There are extreme cases, such as that where the 12 year old is ‘placed’ (dumped seems more appropriate) in a caravan on a campsite. Others have been ‘placed’ in tents. Some private providers offer good service once children end up in a home. But the model itself, which routinely uproots children and breaks connection and trust, can nevertheless be devastating to their well-being. When children working for Sirona are suddenly transferred from the region to a residential home on the other side of the country, the commitment and trust that the charity began to develop is shattered and they are once again set adrift.

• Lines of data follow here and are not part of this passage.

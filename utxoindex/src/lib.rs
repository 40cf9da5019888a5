//! Script-public-key to outpoint index, fed by selected parent chain
//! deltas.

#[macro_use]
extern crate log;
extern crate parking_lot;

extern crate primitives;
extern crate chain;
extern crate storage;
extern crate consensus;

#[cfg(test)]
extern crate db;
#[cfg(test)]
extern crate network;
#[cfg(test)]
extern crate test_data;

use std::collections::HashMap;
use std::sync::Arc;
use parking_lot::RwLock;
use chain::OutPoint;
use primitives::bytes::Bytes;
use primitives::hash::H256;
use storage::{
	AcceptanceDataStore, Error, GhostdagStore, SelectedParentChainChanges,
	TransactionAcceptanceData, UTXOEntry,
};
use consensus::IndexManager;

/// Live UTXO entries grouped by the script public key that locks them.
pub type UtxoByScript = HashMap<Bytes, HashMap<OutPoint, UTXOEntry>>;

/// Changes of one `update` call, staged until the single commit at the
/// end. An error anywhere before the commit simply drops the staging.
#[derive(Default)]
struct StagedChanges {
	to_add: Vec<(Bytes, OutPoint, UTXOEntry)>,
	to_remove: Vec<(Bytes, OutPoint)>,
}

impl StagedChanges {
	fn add(&mut self, script_pubkey: Bytes, outpoint: OutPoint, entry: UTXOEntry) {
		self.to_add.push((script_pubkey, outpoint, entry));
	}

	fn remove(&mut self, script_pubkey: Bytes, outpoint: OutPoint) {
		self.to_remove.push((script_pubkey, outpoint));
	}
}

/// The script-public-key index. Updated exclusively through chain
/// deltas; applying a delta and its reverse is an identity.
#[derive(Default)]
pub struct UtxoIndex {
	utxos: RwLock<UtxoByScript>,
}

impl UtxoIndex {
	pub fn new() -> Self {
		UtxoIndex::default()
	}

	/// Applies a chain reorganization delta: removed blocks are
	/// reversed first, then added blocks are applied, and everything
	/// commits at once.
	pub fn update(
		&self,
		chain_changes: &SelectedParentChainChanges,
		acceptance: &AcceptanceDataStore,
		ghostdag: &GhostdagStore,
	) -> Result<(), Error> {
		let mut staged = StagedChanges::default();

		for removed_hash in &chain_changes.removed {
			self.remove_block(&mut staged, removed_hash, acceptance)?;
		}
		for added_hash in &chain_changes.added {
			self.add_block(&mut staged, added_hash, acceptance, ghostdag)?;
		}

		trace!(target: "utxoindex", "committing {} additions, {} removals",
			staged.to_add.len(), staged.to_remove.len());
		self.commit(staged);
		Ok(())
	}

	fn add_block(
		&self,
		staged: &mut StagedChanges,
		block_hash: &H256,
		acceptance: &AcceptanceDataStore,
		ghostdag: &GhostdagStore,
	) -> Result<(), Error> {
		let acceptance_data = acceptance.acceptance_data(block_hash)
			.ok_or(Error::MissingRecord("acceptanceData", *block_hash))?;
		let blue_score = ghostdag.ghostdag_data(block_hash)
			.ok_or(Error::MissingRecord("ghostdag", *block_hash))?
			.blue_score;

		for accepted in accepted_transactions(&acceptance_data) {
			// spent outputs leave the index
			for (input, entry) in accepted.transaction.inputs.iter().zip(&accepted.input_entries) {
				staged.remove(entry.script_pubkey.clone(), input.previous_outpoint.clone());
			}

			// created outputs enter it, stamped with the accepting block
			for (index, output) in accepted.transaction.outputs.iter().enumerate() {
				let outpoint = OutPoint::new(accepted.tx_id, index as u32);
				staged.add(output.script_pubkey.clone(), outpoint, UTXOEntry {
					amount: output.value,
					script_pubkey: output.script_pubkey.clone(),
					block_blue_score: blue_score,
					is_coinbase: accepted.transaction.is_coinbase(),
				});
			}
		}

		Ok(())
	}

	fn remove_block(
		&self,
		staged: &mut StagedChanges,
		block_hash: &H256,
		acceptance: &AcceptanceDataStore,
	) -> Result<(), Error> {
		let acceptance_data = acceptance.acceptance_data(block_hash)
			.ok_or(Error::MissingRecord("acceptanceData", *block_hash))?;

		for accepted in accepted_transactions(&acceptance_data) {
			// outputs the block created disappear again
			for (index, output) in accepted.transaction.outputs.iter().enumerate() {
				let outpoint = OutPoint::new(accepted.tx_id, index as u32);
				staged.remove(output.script_pubkey.clone(), outpoint);
			}

			// outputs it spent come back with their original entries
			for (input, entry) in accepted.transaction.inputs.iter().zip(&accepted.input_entries) {
				staged.add(entry.script_pubkey.clone(), input.previous_outpoint.clone(), entry.clone());
			}
		}

		Ok(())
	}

	fn commit(&self, staged: StagedChanges) {
		let mut utxos = self.utxos.write();

		for (script_pubkey, outpoint) in staged.to_remove {
			let emptied = match utxos.get_mut(&script_pubkey) {
				Some(outpoints) => {
					outpoints.remove(&outpoint);
					outpoints.is_empty()
				},
				None => false,
			};
			if emptied {
				utxos.remove(&script_pubkey);
			}
		}

		for (script_pubkey, outpoint, entry) in staged.to_add {
			utxos.entry(script_pubkey).or_insert_with(HashMap::new).insert(outpoint, entry);
		}
	}

	/// All live outpoints locked by the given script public key.
	pub fn utxos_by_script_pubkey(&self, script_pubkey: &Bytes) -> Vec<(OutPoint, UTXOEntry)> {
		self.utxos.read()
			.get(script_pubkey)
			.map(|outpoints| outpoints.iter().map(|(outpoint, entry)| (outpoint.clone(), entry.clone())).collect())
			.unwrap_or_default()
	}

	/// Snapshot of the whole index.
	pub fn snapshot(&self) -> UtxoByScript {
		self.utxos.read().clone()
	}
}

fn accepted_transactions(acceptance_data: &storage::AcceptanceData) -> impl Iterator<Item = &TransactionAcceptanceData> {
	acceptance_data.iter()
		.flat_map(|block_acceptance| block_acceptance.transactions.iter())
		.filter(|tx| tx.is_accepted)
}

impl IndexManager for UtxoIndex {
	fn init(&self, _acceptance: &AcceptanceDataStore, _ghostdag: &GhostdagStore) -> Result<(), Error> {
		Ok(())
	}

	fn connect_block(
		&self,
		chain_changes: &SelectedParentChainChanges,
		acceptance: &AcceptanceDataStore,
		ghostdag: &GhostdagStore,
	) -> Result<(), Error> {
		self.update(chain_changes, acceptance, ghostdag)
	}
}

#[cfg(test)]
mod tests {
	use std::sync::Arc;
	use chain::Block;
	use primitives::bytes::Bytes;
	use primitives::hash::H256;
	use db::kv::MemoryDatabase;
	use network::{ConsensusParams, Network};
	use consensus::BlockDag;
	use test_data::ChainBuilder;
	use super::UtxoIndex;

	const SUBSIDY: u64 = 50 * ::chain::constants::SOMPI_PER_COIN;

	fn anyone_can_spend() -> Bytes {
		vec![0x51].into()
	}

	fn new_dag_with_index() -> (BlockDag<MemoryDatabase>, Arc<UtxoIndex>) {
		let params = ConsensusParams::new(Network::Unitest);
		let index = Arc::new(UtxoIndex::new());
		let dag = BlockDag::new(params, MemoryDatabase::default(), vec![Box::new(index.clone())]).unwrap();
		(dag, index)
	}

	fn commitments_of<'a>(dag: &'a BlockDag<MemoryDatabase>) -> impl Fn(&[H256]) -> (H256, H256) + 'a {
		move |parents| dag.header_commitments(parents).unwrap()
	}

	fn extend_chain(
		dag: &BlockDag<MemoryDatabase>,
		chain: &ChainBuilder,
		from: H256,
		from_time: u64,
		length: usize,
	) -> Vec<Block> {
		chain.extend(from, from_time, length, |block| {
			dag.submit_block(block.into()).unwrap();
		})
	}

	#[test]
	fn test_accepted_coinbases_enter_the_index() {
		let (dag, index) = new_dag_with_index();
		let genesis_hash = dag.params().genesis_hash;
		let genesis_time = dag.params().genesis_block.header.raw.time;
		let commitments = commitments_of(&dag);
		let builder = ChainBuilder::new(&commitments);

		extend_chain(&dag, &builder, genesis_hash, genesis_time, 2);

		// the chain tip accepted the coinbases of genesis and the first
		// block; the tip's own coinbase is not accepted yet
		let utxos = index.utxos_by_script_pubkey(&anyone_can_spend());
		assert_eq!(utxos.len(), 2);
		for (_, entry) in &utxos {
			assert!(entry.is_coinbase);
			assert_eq!(entry.amount, SUBSIDY);
		}
	}

	#[test]
	fn test_delta_followed_by_reverse_is_identity() {
		let (dag, index) = new_dag_with_index();
		let genesis_hash = dag.params().genesis_hash;
		let genesis_time = dag.params().genesis_block.header.raw.time;
		let commitments = commitments_of(&dag);
		let builder = ChainBuilder::new(&commitments);

		extend_chain(&dag, &builder, genesis_hash, genesis_time, 3);
		let before = index.snapshot();

		let delta = dag.get_selected_parent_chain(Some(&genesis_hash)).unwrap();
		let stores = dag.stores();
		index.update(&delta.reversed(), &stores, &stores).unwrap();
		index.update(&delta, &stores, &stores).unwrap();

		assert_eq!(index.snapshot(), before);
	}

	#[test]
	fn test_index_after_reorg_matches_from_scratch_build() {
		let (dag, index) = new_dag_with_index();
		let genesis_hash = dag.params().genesis_hash;
		let genesis_time = dag.params().genesis_block.header.raw.time;
		let commitments = commitments_of(&dag);
		let builder = ChainBuilder::new(&commitments);

		// short chain first, then a heavier one reorganizing it away
		extend_chain(&dag, &builder, genesis_hash, genesis_time, 2);
		let long = extend_chain(&dag, &builder, genesis_hash, genesis_time + 10_000, 3);
		assert_eq!(dag.selected_tip(), long[2].hash());

		// a fresh dag fed only the winning chain ends with the same index
		let (reference_dag, reference_index) = new_dag_with_index();
		for block in long {
			reference_dag.submit_block(block.into()).unwrap();
		}

		assert_eq!(index.snapshot(), reference_index.snapshot());
	}
}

The system is in crisis, but a crisis is lucrative. The independent assessment of children’s social careon the instructions of the government after repeated requests from local authorities and published in 2022, emphasizes the crucial point that private providers may ‘refuse to engage in efforts to rationalize the system because they have no incentive to see it reformed. Constant chaos means they are deliberating over a vessel. Systemic dysfunction forces local governments to make expensive last-minute ‘spot purchases’ of residential care, rather than, for example, setting up regional care cooperatives, which could predict and absorb demand, invest in public or non-profit facilities and enabling children to stay close to home. For these and many other reasons, the study concluded that “care for children should not be based on profit.” But the government doesn’t want to listen.

How could we have reached this point where the exchange of children for profit has been normalized and generalized? Well, by following the dominant, toxic ideology of our time – neoliberalism – to its logical conclusion: that everything, regardless of inherent value, can be bought and sold.